▶ YOUR OBJECTIVE
Read the data below. Every line holding the string "enough" must be copied.

(Stored entries)
-- Opening Marker --

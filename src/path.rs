use tracing::{debug, trace};

use crate::config::{validate_min_length, validate_proximity, AssemblerConfig};
use crate::detection::Detection;
use crate::error::TrackError;
use crate::my_types::*;

#[derive(Clone, Debug, PartialEq)]
pub struct TrackPoint {
    pub frame_number: FrameIndex,
    pub detection: Detection,
}

/// Time ordered detections believed to be one object. Never empty.
#[derive(Clone, Debug, PartialEq)]
pub struct Track {
    pub points: Vec<TrackPoint>,
}

impl Track {
    pub fn new(frame_number: FrameIndex, detection: Detection) -> Self {
        Track {
            points: vec![TrackPoint {
                frame_number,
                detection,
            }],
        }
    }

    pub fn last(&self) -> &TrackPoint {
        // constructed with one point and only ever appended to
        &self.points[self.points.len() - 1]
    }

    pub fn first_frame(&self) -> FrameIndex {
        self.points[0].frame_number
    }

    pub fn last_frame(&self) -> FrameIndex {
        self.last().frame_number
    }

    pub fn len(&self) -> usize {
        self.points.len()
    }

    /// (frame, centroid) pairs
    pub fn centroids(&self) -> impl Iterator<Item = (FrameIndex, Vector2d)> + '_ {
        self.points
            .iter()
            .map(|p| (p.frame_number, p.detection.centroid))
    }

    fn is_near(&self, detection: &Detection, proximity_threshold: f64) -> bool {
        self.last().detection.distance(detection) < proximity_threshold
    }

    fn push(&mut self, frame_number: FrameIndex, detection: Detection) {
        self.points.push(TrackPoint {
            frame_number,
            detection,
        });
    }
}

/// Stitches per-frame detections into paths, one frame at a time.
///
/// A detection extends the first active track (oldest first) whose last point
/// is closer than the proximity threshold, or starts a new track. A track that
/// goes a whole frame without a detection is retired for good. Frames must be
/// fed in strictly increasing order; gaps count as empty frames.
///
/// A track is not closed for the rest of a frame once it has been extended:
/// a second nearby detection in the same frame is appended to it too, giving
/// two points with one frame number, rather than starting a competing track
/// from what is usually a speck next to the real object.
#[derive(Debug, Clone)]
pub struct PathAssembler {
    config: AssemblerConfig,
    active: Vec<Track>,
    retired: Vec<Track>,
    last_frame: Option<FrameIndex>,
}

impl PathAssembler {
    pub fn new(config: AssemblerConfig) -> Result<Self, TrackError> {
        config.validate()?;
        Ok(Self {
            config,
            active: vec![],
            retired: vec![],
            last_frame: None,
        })
    }

    pub fn config(&self) -> &AssemblerConfig {
        &self.config
    }

    /// Change how close a detection has to be to count as near a track end
    pub fn set_near(&mut self, proximity_threshold: f64) -> Result<(), TrackError> {
        validate_proximity(proximity_threshold)?;
        self.config.proximity_threshold = proximity_threshold;
        Ok(())
    }

    pub fn set_min_track_length(&mut self, min_track_length: usize) -> Result<(), TrackError> {
        validate_min_length(min_track_length)?;
        self.config.min_track_length = min_track_length;
        Ok(())
    }

    pub fn active(&self) -> &[Track] {
        &self.active
    }

    pub fn retired(&self) -> &[Track] {
        &self.retired
    }

    /// The most recently processed frame
    pub fn last_frame(&self) -> Option<FrameIndex> {
        self.last_frame
    }

    pub fn process_frame(
        &mut self,
        frame_number: FrameIndex,
        detections: Vec<Detection>,
    ) -> Result<(), TrackError> {
        if let Some(previous) = self.last_frame {
            if frame_number <= previous {
                return Err(TrackError::OutOfOrderFrame {
                    previous,
                    current: frame_number,
                });
            }
        }
        self.last_frame = Some(frame_number);

        self.retire_stale(frame_number);
        for detection in detections {
            self.place(frame_number, detection);
        }
        Ok(())
    }

    /// Move tracks that missed the previous frame to the retired list,
    /// keeping the relative order of both lists
    fn retire_stale(&mut self, frame_number: FrameIndex) {
        let (stale, live): (Vec<Track>, Vec<Track>) = std::mem::take(&mut self.active)
            .into_iter()
            .partition(|track| track.last_frame() + 1 < frame_number);
        if !stale.is_empty() {
            debug!(frame_number, count = stale.len(), "retiring tracks");
        }
        self.retired.extend(stale);
        self.active = live;
    }

    /// Append to the first track that is near enough, otherwise start one
    fn place(&mut self, frame_number: FrameIndex, detection: Detection) {
        let proximity_threshold = self.config.proximity_threshold;
        let near = self
            .active
            .iter()
            .position(|track| track.is_near(&detection, proximity_threshold));
        match near {
            Some(i) => self.active[i].push(frame_number, detection),
            None => {
                trace!(frame_number, x = detection.centroid.x, y = detection.centroid.y, "new track");
                self.active.push(Track::new(frame_number, detection));
            }
        }
    }

    /// Retire everything still active and return the retired tracks that are
    /// long enough. Calling it again without new frames gives the same answer.
    pub fn finalize(&mut self) -> Vec<Track> {
        self.retired.append(&mut self.active);
        let min_track_length = self.config.min_track_length;
        let kept: Vec<Track> = self
            .retired
            .iter()
            .filter(|track| track.len() >= min_track_length)
            .cloned()
            .collect();
        debug!(
            retired = self.retired.len(),
            kept = kept.len(),
            min_track_length,
            "finalized paths"
        );
        kept
    }

    /// Forget all tracks to prepare for a new video
    pub fn reset(&mut self) {
        self.active.clear();
        self.retired.clear();
        self.last_frame = None;
    }

    /// Run a whole detection log through a fresh state. The position in the
    /// log is the frame number.
    pub fn assemble(&mut self, log: Vec<Vec<Detection>>) -> Result<Vec<Track>, TrackError> {
        self.reset();
        for (frame_number, detections) in log.into_iter().enumerate() {
            self.process_frame(frame_number, detections)?;
        }
        Ok(self.finalize())
    }
}
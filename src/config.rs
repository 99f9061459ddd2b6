use std::fmt;
use std::path::Path;
use std::str::FromStr;

use anyhow::{Context as AnyhowContext, Result};
use serde::{Deserialize, Serialize};

use crate::error::TrackError;

/// Everything a tracking run can be tuned with. Passed by value or reference,
/// never stored globally.
#[derive(Debug, Clone, Default, PartialEq, Serialize, Deserialize)]
#[derive(clap::Args)]
#[serde(default)]
pub struct Config {
    /// seed for the synthetic frame source
    #[clap(long, default_value = "0")]
    pub seed: u64,

    #[clap(flatten)]
    pub assembler: AssemblerConfig,

    #[clap(flatten)]
    pub background: BackgroundConfig,

    #[clap(flatten)]
    pub segment: SegmentConfig,

    #[clap(flatten)]
    pub filter: FilterConfig,
}

impl Config {
    /// Read a configuration previously written with `save`
    pub fn load(path: &Path) -> Result<Config> {
        let text = std::fs::read_to_string(path)
            .with_context(|| format!("Failed to read config {}", path.display()))?;
        let config: Config = serde_json::from_str(&text)
            .with_context(|| format!("Config {} is not valid JSON", path.display()))?;
        config.validate()?;
        Ok(config)
    }

    pub fn save(&self, path: &Path) -> Result<()> {
        let text = serde_json::to_string_pretty(self)?;
        std::fs::write(path, text)
            .with_context(|| format!("Failed to write config {}", path.display()))?;
        Ok(())
    }

    pub fn validate(&self) -> Result<(), TrackError> {
        self.assembler.validate()?;
        self.background.validate()?;
        self.segment.validate()?;
        Ok(())
    }
}

#[derive(Debug, Clone, Copy, PartialEq, Serialize, Deserialize)]
#[derive(clap::Args)]
#[serde(default)]
pub struct AssemblerConfig {
    /// pixel distance below which a detection continues a track
    #[clap(long = "near", default_value = "100")]
    pub proximity_threshold: f64,

    /// shortest track, in points, that is reported
    #[clap(long = "min-length", default_value = "3")]
    pub min_track_length: usize,
}

impl Default for AssemblerConfig {
    fn default() -> Self {
        Self {
            proximity_threshold: 100.,
            min_track_length: 3,
        }
    }
}

impl AssemblerConfig {
    pub fn new(proximity_threshold: f64, min_track_length: usize) -> Result<Self, TrackError> {
        let config = Self {
            proximity_threshold,
            min_track_length,
        };
        config.validate()?;
        Ok(config)
    }

    pub fn validate(&self) -> Result<(), TrackError> {
        validate_proximity(self.proximity_threshold)?;
        validate_min_length(self.min_track_length)
    }
}

pub(crate) fn validate_proximity(proximity_threshold: f64) -> Result<(), TrackError> {
    // NaN fails this as well
    if !(proximity_threshold > 0. && proximity_threshold.is_finite()) {
        return Err(TrackError::InvalidProximity(proximity_threshold));
    }
    Ok(())
}

pub(crate) fn validate_min_length(min_track_length: usize) -> Result<(), TrackError> {
    if min_track_length == 0 {
        return Err(TrackError::InvalidMinLength(min_track_length));
    }
    Ok(())
}

#[derive(Debug, Clone, Copy, PartialEq, Serialize, Deserialize)]
#[derive(clap::Args)]
#[serde(default)]
pub struct BackgroundConfig {
    /// number of leading frames averaged into the background
    #[clap(long = "background-frames", default_value = "10")]
    pub frames: usize,
}

impl Default for BackgroundConfig {
    fn default() -> Self {
        Self { frames: 10 }
    }
}

impl BackgroundConfig {
    pub fn validate(&self) -> Result<(), TrackError> {
        if self.frames == 0 {
            return Err(TrackError::EmptyBackground);
        }
        Ok(())
    }
}

#[derive(Debug, Clone, Copy, PartialEq, Serialize, Deserialize)]
#[derive(clap::Args)]
#[serde(default)]
pub struct SegmentConfig {
    /// intensity above which a pixel is foreground (absolute threshold)
    #[clap(long, default_value = "10")]
    pub min_thresh: f64,

    /// odd block size for the adaptive threshold
    #[clap(long, default_value = "101")]
    pub thresh_area: usize,

    /// width of the opening kernel
    #[clap(long, default_value = "10")]
    pub open_x: usize,

    /// height of the opening kernel
    #[clap(long, default_value = "10")]
    pub open_y: usize,

    /// use the absolute threshold instead of the adaptive one
    #[clap(long)]
    pub absolute: bool,

    /// swap foreground and background when thresholding
    #[clap(long)]
    pub invert: bool,
}

impl Default for SegmentConfig {
    fn default() -> Self {
        Self {
            min_thresh: 10.,
            thresh_area: 101,
            open_x: 10,
            open_y: 10,
            absolute: false,
            invert: false,
        }
    }
}

impl SegmentConfig {
    pub fn validate(&self) -> Result<(), TrackError> {
        if self.thresh_area < 3 || self.thresh_area % 2 == 0 {
            return Err(TrackError::InvalidBound {
                name: "thresh_area",
                value: self.thresh_area.to_string(),
            });
        }
        if self.open_x == 0 {
            return Err(TrackError::InvalidBound {
                name: "open_x",
                value: self.open_x.to_string(),
            });
        }
        if self.open_y == 0 {
            return Err(TrackError::InvalidBound {
                name: "open_y",
                value: self.open_y.to_string(),
            });
        }
        Ok(())
    }
}

/// One side of a filter range. `None` means no constraint on that side.
#[derive(Debug, Clone, Copy, Default, PartialEq, Serialize, Deserialize)]
#[serde(transparent)]
pub struct Bound(pub Option<f64>);

impl Bound {
    pub const NONE: Bound = Bound(None);

    pub fn get(&self) -> Option<f64> {
        self.0
    }
}

impl From<Option<f64>> for Bound {
    fn from(value: Option<f64>) -> Self {
        Bound(value)
    }
}

impl From<f64> for Bound {
    fn from(value: f64) -> Self {
        Bound(Some(value))
    }
}

impl FromStr for Bound {
    type Err = TrackError;

    /// Blank text (or `none`) clears the bound
    fn from_str(s: &str) -> Result<Self, Self::Err> {
        let s = s.trim();
        if s.is_empty() || s.eq_ignore_ascii_case("none") {
            return Ok(Bound(None));
        }
        match s.parse::<f64>() {
            Ok(v) if v.is_finite() => Ok(Bound(Some(v))),
            _ => Err(TrackError::InvalidBound {
                name: "bound",
                value: s.to_string(),
            }),
        }
    }
}

impl fmt::Display for Bound {
    fn fmt(&self, f: &mut fmt::Formatter<'_>) -> fmt::Result {
        match self.0 {
            Some(v) => write!(f, "{}", v),
            None => write!(f, "none"),
        }
    }
}

/// Area, perimeter and area/perimeter bounds a contour must fall within.
#[derive(Debug, Clone, Copy, PartialEq, Serialize, Deserialize)]
#[derive(clap::Args)]
#[serde(default)]
pub struct FilterConfig {
    #[clap(long, default_value = "10")]
    pub area_min: Bound,
    #[clap(long, default_value = "3000")]
    pub area_max: Bound,
    #[clap(long, default_value = "10")]
    pub perim_min: Bound,
    #[clap(long, default_value = "400")]
    pub perim_max: Bound,
    #[clap(long, default_value = "none")]
    pub ratio_min: Bound,
    #[clap(long, default_value = "none")]
    pub ratio_max: Bound,
}

impl Default for FilterConfig {
    fn default() -> Self {
        Self {
            area_min: Bound(Some(10.)),
            area_max: Bound(Some(3000.)),
            perim_min: Bound(Some(10.)),
            perim_max: Bound(Some(400.)),
            ratio_min: Bound::NONE,
            ratio_max: Bound::NONE,
        }
    }
}

impl FilterConfig {
    /// A filter that lets every contour through
    pub fn unbounded() -> Self {
        Self {
            area_min: Bound::NONE,
            area_max: Bound::NONE,
            perim_min: Bound::NONE,
            perim_max: Bound::NONE,
            ratio_min: Bound::NONE,
            ratio_max: Bound::NONE,
        }
    }
}

impl fmt::Display for FilterConfig {
    fn fmt(&self, f: &mut fmt::Formatter<'_>) -> fmt::Result {
        write!(
            f,
            "area ({}, {}) perimeter ({}, {}) ratio ({}, {})",
            self.area_min, self.area_max, self.perim_min, self.perim_max, self.ratio_min, self.ratio_max
        )
    }
}

#[cfg(test)]
mod tests {
    use super::*;

    #[test]
    fn test_bound_parsing() {
        assert_eq!("".parse::<Bound>().unwrap(), Bound(None));
        assert_eq!("  ".parse::<Bound>().unwrap(), Bound(None));
        assert_eq!("None".parse::<Bound>().unwrap(), Bound(None));
        assert_eq!("12.5".parse::<Bound>().unwrap(), Bound(Some(12.5)));
        assert!("abc".parse::<Bound>().is_err());
        assert!("inf".parse::<Bound>().is_err());
    }

    #[test]
    fn test_assembler_config_validation() {
        assert!(AssemblerConfig::new(100., 3).is_ok());
        assert_eq!(
            AssemblerConfig::new(0., 3),
            Err(TrackError::InvalidProximity(0.))
        );
        assert!(AssemblerConfig::new(-5., 3).is_err());
        assert!(AssemblerConfig::new(f64::NAN, 3).is_err());
        assert_eq!(
            AssemblerConfig::new(10., 0),
            Err(TrackError::InvalidMinLength(0))
        );
    }

    #[test]
    fn test_segment_config_validation() {
        assert!(SegmentConfig::default().validate().is_ok());
        let even = SegmentConfig {
            thresh_area: 100,
            ..Default::default()
        };
        assert!(even.validate().is_err());
        let flat = SegmentConfig {
            open_y: 0,
            ..Default::default()
        };
        assert!(flat.validate().is_err());
    }

    #[test]
    fn test_config_save_and_load() {
        let path = std::env::temp_dir().join(format!("hvtrack-config-{}.json", std::process::id()));
        let mut config = Config::default();
        config.seed = 7;
        config.filter.ratio_min = Bound(Some(0.5));
        config.assembler.proximity_threshold = 42.;
        config.save(&path).unwrap();
        let loaded = Config::load(&path).unwrap();
        std::fs::remove_file(&path).unwrap();
        assert_eq!(loaded, config);
    }

    #[test]
    fn test_partial_config_uses_defaults() {
        let config: Config = serde_json::from_str(r#"{"assembler": {"proximity_threshold": 20.0}}"#).unwrap();
        assert_eq!(config.assembler.proximity_threshold, 20.);
        assert_eq!(config.assembler.min_track_length, 3);
        assert_eq!(config.filter, FilterConfig::default());
    }
}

-- Closing Marker --

▶ TASK OUTPUT
    /// Append to the first track that is near enough, otherwise start one
    /// long enough. Calling it again without new frames gives the same answer.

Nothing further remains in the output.